"Ruh cümlelerle yetinmesini bilir, oysa beden öyle değildir, o daha müşkülpesenttir, kas da olsun ister. Beden daima elle tutulur bir gerçektir. Bu yüzden de hep hüzünlüdür ve tiksindirici bir görüntüsü vardır."
"Ne dersek diyelim, ne iddia edersek edelim, dünya gerçekten çekip gitmeden çok öncesinde terk ediyor bizleri. Daha önce en çok meraklısı olduğumuz şeylerden, günün birinde artık gitgide daha az söz eder oluveririz, ille de konuşmak gerektiğinde de zorlanırız. Hep kendi sesimizi duymaktan gına gelmiştir... Kısa keseriz... Vazgeçeriz... Otuz yıldır konuşup duruyoruzdur zaten. Haklı çıkmayı bile umursamamaya başlarız. Zevkler arasında kendimize ayırdığımız o küçük yeri bile koruma arzusunu yitiririz. Kendimizden iğreniriz... Azıcık karnını doyurmak, birazcık ısınmak ve hiçbir yere varmayan yolda giderken mümkün olduğu kadar çok uyuyabilmek artık yetiyor da artıyordur bile. Yeniden bir şeylere ilgi duymak için başkalarının önünde takınacak yeni surat..."

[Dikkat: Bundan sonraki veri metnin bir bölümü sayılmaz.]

//! Output parsers, one per catalog tool.
//!
//! Each parser encodes a single tool's conventions: which exit codes mean
//! "clean" vs "findings" vs "crashed", which stream carries diagnostics,
//! and which noise lines to drop. Parsers never see the filesystem; they
//! map `(exit code, stdout, stderr)` to [`Parsed`] findings.

use std::sync::OnceLock;

use hc_core::Diagnostic;
use regex::Regex;

use crate::descriptor::Parsed;

fn regex(cell: &'static OnceLock<Regex>, pattern: &'static str) -> &'static Regex {
    cell.get_or_init(|| Regex::new(pattern).expect("static regex"))
}

/// Fallback for tools that crashed: last non-empty stderr line, or a
/// generic message naming the exit code.
fn crash_error(tool: &str, exit_code: i32, stderr: &str) -> Parsed {
    let detail = stderr
        .lines()
        .rev()
        .find(|line| !line.trim().is_empty())
        .map(str::trim);
    match detail {
        Some(line) => Parsed::error(format!("{tool} failed (exit {exit_code}): {line}")),
        None => Parsed::error(format!("{tool} failed with exit code {exit_code}")),
    }
}

/// black: exit 0 clean, 1 would-reformat (check mode), anything else is an
/// internal error reported on stderr.
pub fn parse_black(exit_code: i32, _stdout: &str, stderr: &str) -> Parsed {
    match exit_code {
        0 => Parsed::clean(),
        1 => Parsed::error("file would be reformatted"),
        code => crash_error("black", code, stderr),
    }
}

/// ruff check: findings on stdout as `file:line:col: CODE message`;
/// summary lines ("Found N errors", fix hints) are noise.
pub fn parse_ruff(exit_code: i32, stdout: &str, stderr: &str) -> Parsed {
    static RE: OnceLock<Regex> = OnceLock::new();
    let re = regex(
        &RE,
        r"^(?P<file>.+?):(?P<line>\d+):(?P<col>\d+): (?P<rule>[A-Z]+\d+) (?P<msg>.+)$",
    );

    let mut parsed = Parsed::clean();
    for line in stdout.lines() {
        if let Some(caps) = re.captures(line.trim_end()) {
            parsed.errors.push(format!(
                "{}:{} {} {}",
                &caps["line"], &caps["col"], &caps["rule"], &caps["msg"]
            ));
            parsed.diagnostics.push(Diagnostic {
                line: caps["line"].parse().unwrap_or(0),
                column: caps["col"].parse().ok(),
                rule: Some(caps["rule"].to_string()),
                message: caps["msg"].to_string(),
            });
        }
    }
    if parsed.errors.is_empty() && exit_code != 0 {
        return crash_error("ruff", exit_code, stderr);
    }
    parsed
}

/// mypy: `file:line: error: msg  [code]`; notes are dropped, the trailing
/// "Found N errors" summary is noise.
pub fn parse_mypy(exit_code: i32, stdout: &str, stderr: &str) -> Parsed {
    static RE: OnceLock<Regex> = OnceLock::new();
    let re = regex(
        &RE,
        r"^(?P<file>.+?):(?P<line>\d+):(?:(?P<col>\d+):)? (?P<sev>error|warning|note): (?P<msg>.+?)(?:\s+\[(?P<rule>[a-z0-9-]+)\])?$",
    );

    let mut parsed = Parsed::clean();
    for line in stdout.lines() {
        let Some(caps) = re.captures(line.trim_end()) else {
            continue;
        };
        let message = caps["msg"].to_string();
        match &caps["sev"] {
            "error" => {
                parsed.errors.push(format!("line {}: {message}", &caps["line"]));
                parsed.diagnostics.push(Diagnostic {
                    line: caps["line"].parse().unwrap_or(0),
                    column: caps.name("col").and_then(|c| c.as_str().parse().ok()),
                    rule: caps.name("rule").map(|r| r.as_str().to_string()),
                    message,
                });
            }
            "warning" => parsed.warnings.push(message),
            _ => {}
        }
    }
    if parsed.errors.is_empty() && exit_code > 1 {
        return crash_error("mypy", exit_code, stderr);
    }
    parsed
}

/// prettier --check: exit 1 lists unformatted files; exit 2 is a real
/// failure (syntax error) on stderr.
pub fn parse_prettier(exit_code: i32, _stdout: &str, stderr: &str) -> Parsed {
    match exit_code {
        0 => Parsed::clean(),
        1 => Parsed::error("code style issues found"),
        code => crash_error("prettier", code, stderr),
    }
}

/// eslint --format unix: `file:line:col: msg [Error/rule]`; exit 2 means a
/// configuration or parse failure.
pub fn parse_eslint(exit_code: i32, stdout: &str, stderr: &str) -> Parsed {
    static RE: OnceLock<Regex> = OnceLock::new();
    let re = regex(
        &RE,
        r"^(?P<file>.+?):(?P<line>\d+):(?P<col>\d+): (?P<msg>.+) \[(?P<sev>Error|Warning)(?:/(?P<rule>[^\]]+))?\]$",
    );

    let mut parsed = Parsed::clean();
    for line in stdout.lines() {
        let Some(caps) = re.captures(line.trim_end()) else {
            continue;
        };
        let message = caps["msg"].to_string();
        if &caps["sev"] == "Error" {
            parsed
                .errors
                .push(format!("line {}: {message}", &caps["line"]));
            parsed.diagnostics.push(Diagnostic {
                line: caps["line"].parse().unwrap_or(0),
                column: caps["col"].parse().ok(),
                rule: caps.name("rule").map(|r| r.as_str().to_string()),
                message,
            });
        } else {
            parsed.warnings.push(message);
        }
    }
    if parsed.errors.is_empty() && exit_code > 1 {
        return crash_error("eslint", exit_code, stderr);
    }
    parsed
}

/// yamllint --format parsable: `file:line:col: [severity] msg (rule)`.
pub fn parse_yamllint(exit_code: i32, stdout: &str, stderr: &str) -> Parsed {
    static RE: OnceLock<Regex> = OnceLock::new();
    let re = regex(
        &RE,
        r"^(?P<file>.+?):(?P<line>\d+):(?P<col>\d+): \[(?P<sev>error|warning)\] (?P<msg>.+?)(?:\s+\((?P<rule>[a-z-]+)\))?$",
    );

    let mut parsed = Parsed::clean();
    for line in stdout.lines() {
        let Some(caps) = re.captures(line.trim_end()) else {
            continue;
        };
        let message = caps["msg"].to_string();
        if &caps["sev"] == "error" {
            parsed
                .errors
                .push(format!("line {}: {message}", &caps["line"]));
            parsed.diagnostics.push(Diagnostic {
                line: caps["line"].parse().unwrap_or(0),
                column: caps["col"].parse().ok(),
                rule: caps.name("rule").map(|r| r.as_str().to_string()),
                message,
            });
        } else {
            parsed.warnings.push(message);
        }
    }
    if parsed.errors.is_empty() && exit_code > 1 {
        return crash_error("yamllint", exit_code, stderr);
    }
    parsed
}

/// taplo fmt --check: nonzero means the file differs from canonical form.
pub fn parse_taplo(exit_code: i32, _stdout: &str, stderr: &str) -> Parsed {
    match exit_code {
        0 => Parsed::clean(),
        1 => Parsed::error("file is not formatted"),
        code => crash_error("taplo", code, stderr),
    }
}

/// terraform fmt -check: exit 3 means formatting differences; exit 2 is a
/// hard error.
pub fn parse_terraform_fmt(exit_code: i32, _stdout: &str, stderr: &str) -> Parsed {
    match exit_code {
        0 => Parsed::clean(),
        3 => Parsed::error("file is not formatted"),
        code => crash_error("terraform fmt", code, stderr),
    }
}

/// terraform validate -no-color: `Error:` / `Warning:` blocks on stdout.
pub fn parse_terraform_validate(exit_code: i32, stdout: &str, stderr: &str) -> Parsed {
    let mut parsed = Parsed::clean();
    for line in stdout.lines().chain(stderr.lines()) {
        let trimmed = line.trim();
        if let Some(rest) = trimmed.strip_prefix("Error: ") {
            parsed.errors.push(rest.to_string());
        } else if let Some(rest) = trimmed.strip_prefix("Warning: ") {
            parsed.warnings.push(rest.to_string());
        }
    }
    if parsed.errors.is_empty() && exit_code != 0 {
        return crash_error("terraform validate", exit_code, stderr);
    }
    parsed
}

/// tflint --format compact: `file:line:col: Severity - msg (rule)`.
pub fn parse_tflint(exit_code: i32, stdout: &str, stderr: &str) -> Parsed {
    static RE: OnceLock<Regex> = OnceLock::new();
    let re = regex(
        &RE,
        r"^(?P<file>.+?):(?P<line>\d+):(?P<col>\d+): (?P<sev>Error|Warning|Notice) - (?P<msg>.+?)(?:\s+\((?P<rule>[a-z0-9_]+)\))?$",
    );

    let mut parsed = Parsed::clean();
    for line in stdout.lines() {
        let Some(caps) = re.captures(line.trim_end()) else {
            continue;
        };
        let message = caps["msg"].to_string();
        if &caps["sev"] == "Error" {
            parsed
                .errors
                .push(format!("line {}: {message}", &caps["line"]));
            parsed.diagnostics.push(Diagnostic {
                line: caps["line"].parse().unwrap_or(0),
                column: caps["col"].parse().ok(),
                rule: caps.name("rule").map(|r| r.as_str().to_string()),
                message,
            });
        } else {
            parsed.warnings.push(message);
        }
    }
    if parsed.errors.is_empty() && exit_code != 0 && exit_code != 2 {
        return crash_error("tflint", exit_code, stderr);
    }
    parsed
}

/// ansible-lint -p: `file:line: rule message`; exits 2 on violations.
pub fn parse_ansible_lint(exit_code: i32, stdout: &str, stderr: &str) -> Parsed {
    static RE: OnceLock<Regex> = OnceLock::new();
    let re = regex(
        &RE,
        r"^(?P<file>.+?):(?P<line>\d+): (?P<rule>[a-z0-9\[\]_.-]+) (?P<msg>.+)$",
    );

    let mut parsed = Parsed::clean();
    for line in stdout.lines() {
        let Some(caps) = re.captures(line.trim_end()) else {
            continue;
        };
        let message = caps["msg"].to_string();
        parsed
            .errors
            .push(format!("line {}: {} {message}", &caps["line"], &caps["rule"]));
        parsed.diagnostics.push(Diagnostic {
            line: caps["line"].parse().unwrap_or(0),
            column: None,
            rule: Some(caps["rule"].to_string()),
            message,
        });
    }
    if parsed.errors.is_empty() && exit_code != 0 && exit_code != 2 {
        return crash_error("ansible-lint", exit_code, stderr);
    }
    parsed
}

/// shellcheck --format gcc: `file:line:col: severity: msg [SCnnnn]`.
pub fn parse_shellcheck(exit_code: i32, stdout: &str, stderr: &str) -> Parsed {
    static RE: OnceLock<Regex> = OnceLock::new();
    let re = regex(
        &RE,
        r"^(?P<file>.+?):(?P<line>\d+):(?P<col>\d+): (?P<sev>error|warning|note): (?P<msg>.+?)(?:\s+\[(?P<rule>SC\d+)\])?$",
    );

    let mut parsed = Parsed::clean();
    for line in stdout.lines() {
        let Some(caps) = re.captures(line.trim_end()) else {
            continue;
        };
        let message = caps["msg"].to_string();
        match &caps["sev"] {
            "error" => {
                parsed
                    .errors
                    .push(format!("line {}: {message}", &caps["line"]));
                parsed.diagnostics.push(Diagnostic {
                    line: caps["line"].parse().unwrap_or(0),
                    column: caps["col"].parse().ok(),
                    rule: caps.name("rule").map(|r| r.as_str().to_string()),
                    message,
                });
            }
            "warning" => parsed.warnings.push(message),
            _ => {}
        }
    }
    if parsed.errors.is_empty() && parsed.warnings.is_empty() && exit_code > 1 {
        return crash_error("shellcheck", exit_code, stderr);
    }
    parsed
}

/// shfmt -d: exit 1 with a diff means reformatting needed; parse errors
/// land on stderr as `file:line:col: message`.
pub fn parse_shfmt(exit_code: i32, _stdout: &str, stderr: &str) -> Parsed {
    static RE: OnceLock<Regex> = OnceLock::new();
    let re = regex(&RE, r"^(?P<file>.+?):(?P<line>\d+):(?P<col>\d+): (?P<msg>.+)$");

    match exit_code {
        0 => Parsed::clean(),
        1 => Parsed::error("file is not formatted"),
        code => {
            let mut parsed = Parsed::clean();
            for line in stderr.lines() {
                if let Some(caps) = re.captures(line.trim_end()) {
                    parsed
                        .errors
                        .push(format!("line {}: {}", &caps["line"], &caps["msg"]));
                }
            }
            if parsed.errors.is_empty() {
                crash_error("shfmt", code, stderr)
            } else {
                parsed
            }
        }
    }
}

/// hadolint: `file:line RULE severity: msg`; info/style never fail.
pub fn parse_hadolint(exit_code: i32, stdout: &str, stderr: &str) -> Parsed {
    static RE: OnceLock<Regex> = OnceLock::new();
    let re = regex(
        &RE,
        r"^(?P<file>.+?):(?P<line>\d+) (?P<rule>(?:DL|SC)\d+) (?P<sev>error|warning|info|style): (?P<msg>.+)$",
    );

    let mut parsed = Parsed::clean();
    for line in stdout.lines() {
        let Some(caps) = re.captures(line.trim_end()) else {
            continue;
        };
        let message = caps["msg"].to_string();
        if &caps["sev"] == "error" {
            parsed
                .errors
                .push(format!("line {}: {message}", &caps["line"]));
            parsed.diagnostics.push(Diagnostic {
                line: caps["line"].parse().unwrap_or(0),
                column: None,
                rule: Some(caps["rule"].to_string()),
                message,
            });
        } else {
            parsed.warnings.push(message);
        }
    }
    if parsed.errors.is_empty() && parsed.warnings.is_empty() && exit_code != 0 {
        return crash_error("hadolint", exit_code, stderr);
    }
    parsed
}

/// check-jsonschema against the GitLab CI schema: violation lines carry a
/// `::` separated instance path.
pub fn parse_gitlab_ci(exit_code: i32, stdout: &str, stderr: &str) -> Parsed {
    if exit_code == 0 {
        return Parsed::clean();
    }
    let mut parsed = Parsed::clean();
    for line in stdout.lines() {
        let trimmed = line.trim();
        if trimmed.contains("::") {
            parsed.errors.push(trimmed.to_string());
        }
    }
    if parsed.errors.is_empty() {
        return crash_error("check-jsonschema", exit_code, stderr);
    }
    parsed
}

/// chplcheck: `file:line: message`.
pub fn parse_chplcheck(exit_code: i32, stdout: &str, stderr: &str) -> Parsed {
    static RE: OnceLock<Regex> = OnceLock::new();
    let re = regex(&RE, r"^(?P<file>.+?):(?P<line>\d+): (?P<msg>.+)$");

    let mut parsed = Parsed::clean();
    for line in stdout.lines() {
        let Some(caps) = re.captures(line.trim_end()) else {
            continue;
        };
        parsed
            .errors
            .push(format!("line {}: {}", &caps["line"], &caps["msg"]));
        parsed.diagnostics.push(Diagnostic {
            line: caps["line"].parse().unwrap_or(0),
            column: None,
            rule: None,
            message: caps["msg"].to_string(),
        });
    }
    if parsed.errors.is_empty() && exit_code != 0 {
        return crash_error("chplcheck", exit_code, stderr);
    }
    parsed
}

"Sonuçta varoluşun neden olduğu en büyük yorgunluk belki de insanın yirmi yıl, kırk yıl boyunca, hattâ daha bile uzun süre, aklı başında kalmak için harcadığı o olağanüstü çabadır."
"Geriye yalnızca fikirler kalır ve fikirler de kimseyi asla korkutmaz. Onlar söz konusu olduğunda, hiçbir şey yitirilmiş sayılmaz, her şeyin bir çaresi bulunur.”